With the photomontage for a brochure cover, 1943, we have Adolf Hitler inhabiting the body of a gorilla, crouching atop a globe. The Hitler-Ape wears the Nazi swastika on its right upper arm as well as a Nazi helmet with devil horns and holds a sword in its right hand, a sword dripping with white liquid, not exactly blood but something that, no doubt, having satisfied its revolting desire to slice and stab. Heartfield portrays Hitler as the bestial, twisted, evil thug that he was. The Hitler-Ape looks up as if ready to grunt and wave its sword at victims in other worlds. We can almost smell the reeking, putrid stench of this most foul and deformed of creatures.
The German Oak Tree has a placid Hitler holding a watering can to dutifully water an oak tree with huge acorns, each acorn wearing a German Nazi helmet, an old Prussian-style helmet or a gas mask. John Heartfield understood clearly anything this wicked toad-scum by the name of Hitler touched, even something as innocent and life-giving as a tree, turns to militarism, violence, death and ruin.

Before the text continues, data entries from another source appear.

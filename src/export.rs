use std::collections::BTreeMap;

use sqlx::{Pool, Postgres};
use warp::http::{header, Response};

use crate::{
    actions::cart,
    constants::{SHOPPING_LIST_CONTENT_TYPE, SHOPPING_LIST_EMPTY, SHOPPING_LIST_HEADER},
    error::Error,
    jwt::SessionData,
    schema::{AmountRow, ShoppingListRow},
};

/// A rendered shopping list, ready to be served as a download.
#[derive(Debug, Clone)]
pub struct ShoppingListDocument {
    pub filename: String,
    pub content_type: &'static str,
    pub bytes: Vec<u8>,
}

/// Groups raw cart rows by (ingredient name, measurement unit) and sums the
/// amounts. Two ingredients sharing a name but measured in different units
/// stay separate. Rows come back sorted ascending by case-folded ingredient
/// name, so the output is a pure function of the input multiset.
pub fn aggregate_shopping_list(rows: Vec<AmountRow>) -> Vec<ShoppingListRow> {
    let mut totals: BTreeMap<(String, String, String), i64> = BTreeMap::new();

    for row in rows {
        let key = (row.name.to_lowercase(), row.name, row.measurement_unit);
        *totals.entry(key).or_insert(0) += i64::from(row.amount);
    }

    totals
        .into_iter()
        .map(|((_, name, measurement_unit), total_amount)| ShoppingListRow {
            name,
            measurement_unit,
            total_amount,
        })
        .collect()
}

/// Renders the aggregated rows as a UTF-8 plain-text document, one
/// ingredient per line. An empty cart renders a single placeholder line
/// instead of a body; no error is produced.
pub fn render_shopping_list(username: &str, rows: &[ShoppingListRow]) -> ShoppingListDocument {
    let mut content = String::from(SHOPPING_LIST_HEADER);
    content.push('\n');

    if rows.is_empty() {
        content.push_str(SHOPPING_LIST_EMPTY);
        content.push('\n');
    } else {
        for row in rows {
            content.push_str(&format!(
                "- {} - {} {}\n",
                row.name, row.total_amount, row.measurement_unit
            ));
        }
    }

    ShoppingListDocument {
        filename: format!("{username}_shopping_list.txt"),
        content_type: SHOPPING_LIST_CONTENT_TYPE,
        bytes: content.into_bytes(),
    }
}

/// Builds the shopping-list download for the authenticated user: reads the
/// cart's amount rows, consolidates them and renders the document.
pub async fn export_shopping_list(
    session: &SessionData,
    pool: &Pool<Postgres>,
) -> Result<ShoppingListDocument, Error> {
    let rows = cart::list_cart_amount_rows(session.user_id, pool).await?;
    let rows = aggregate_shopping_list(rows);

    log::debug!(
        "Exporting shopping list for user {} ({} rows)",
        session.user_id,
        rows.len()
    );

    Ok(render_shopping_list(&session.username, &rows))
}

/// Wraps the document in a response with a `Content-Disposition: attachment`
/// header, the shape the consuming server returns from its download route.
pub fn as_attachment(document: ShoppingListDocument) -> Result<Response<Vec<u8>>, Error> {
    Response::builder()
        .header(header::CONTENT_TYPE, document.content_type)
        .header(
            header::CONTENT_DISPOSITION,
            format!("attachment; filename={}", document.filename),
        )
        .body(document.bytes)
        .map_err(|_| Error::internal("Failed to build attachment response"))
}

#[cfg(test)]
mod tests {
    use super::*;

    fn row(name: &str, unit: &str, amount: i32) -> AmountRow {
        AmountRow {
            name: String::from(name),
            measurement_unit: String::from(unit),
            amount,
        }
    }

    #[test]
    fn empty_cart_aggregates_to_nothing() {
        assert!(aggregate_shopping_list(vec![]).is_empty());
    }

    #[test]
    fn amounts_sum_per_name_and_unit() {
        let rows = aggregate_shopping_list(vec![row("Salt", "g", 5), row("Salt", "g", 10)]);

        assert_eq!(
            rows,
            vec![ShoppingListRow {
                name: String::from("Salt"),
                measurement_unit: String::from("g"),
                total_amount: 15,
            }]
        );
    }

    #[test]
    fn different_units_stay_separate() {
        let rows = aggregate_shopping_list(vec![row("Salt", "g", 5), row("Salt", "tsp", 1)]);

        assert_eq!(rows.len(), 2);
        assert_eq!(rows[0].measurement_unit, "g");
        assert_eq!(rows[1].measurement_unit, "tsp");
    }

    #[test]
    fn rows_sort_by_name_case_insensitively() {
        let rows = aggregate_shopping_list(vec![
            row("Zucchini", "pcs", 1),
            row("apple", "pcs", 2),
            row("Banana", "pcs", 3),
        ]);

        let names: Vec<&str> = rows.iter().map(|r| r.name.as_str()).collect();
        assert_eq!(names, vec!["apple", "Banana", "Zucchini"]);
    }

    #[test]
    fn aggregation_is_deterministic() {
        let input = vec![row("Flour", "g", 200), row("Egg", "pcs", 2), row("Flour", "g", 100)];
        assert_eq!(
            aggregate_shopping_list(input.clone()),
            aggregate_shopping_list(input)
        );
    }

    #[test]
    fn document_lines_follow_the_format() {
        let rows = aggregate_shopping_list(vec![
            row("Flour", "g", 200),
            row("Egg", "pcs", 2),
            row("Flour", "g", 100),
        ]);
        let document = render_shopping_list("alice", &rows);

        let content = String::from_utf8(document.bytes).unwrap();
        assert_eq!(
            content,
            format!("{SHOPPING_LIST_HEADER}\n- Egg - 2 pcs\n- Flour - 300 g\n")
        );
        assert_eq!(document.filename, "alice_shopping_list.txt");
    }

    #[test]
    fn empty_cart_renders_the_placeholder() {
        let document = render_shopping_list("alice", &[]);

        let content = String::from_utf8(document.bytes).unwrap();
        assert_eq!(content, format!("{SHOPPING_LIST_HEADER}\n{SHOPPING_LIST_EMPTY}\n"));
    }

    #[test]
    fn attachment_carries_the_download_headers() {
        let document = render_shopping_list("alice", &[]);
        let response = as_attachment(document).unwrap();

        assert_eq!(
            response.headers()[header::CONTENT_TYPE],
            SHOPPING_LIST_CONTENT_TYPE
        );
        assert_eq!(
            response.headers()[header::CONTENT_DISPOSITION],
            "attachment; filename=alice_shopping_list.txt"
        );
    }
}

John Heartfield had a vision ahead of his time: Hitler and the Nazis seen for exactly what they were: a force of diabolical evil and mass-destruction. Has there ever been a clearer instance of evil in the modern world? Has there ever been an artist who created art displaying to the world in more striking images exactly how evil and destructive this force? My dad landed on the first day of D-Day and fought against the Nazis as a sergeant of a tank in the US army. Ordinarily I take a pacifist stand but, in this case, I think my dad did the right thing.
This was an incredible book the offers an artistic take on how people have fought fascism and the nazis. Heartfield was a genius that few know, but all should. Sadly, I'm pulling this book out again because it might be useful to take another look.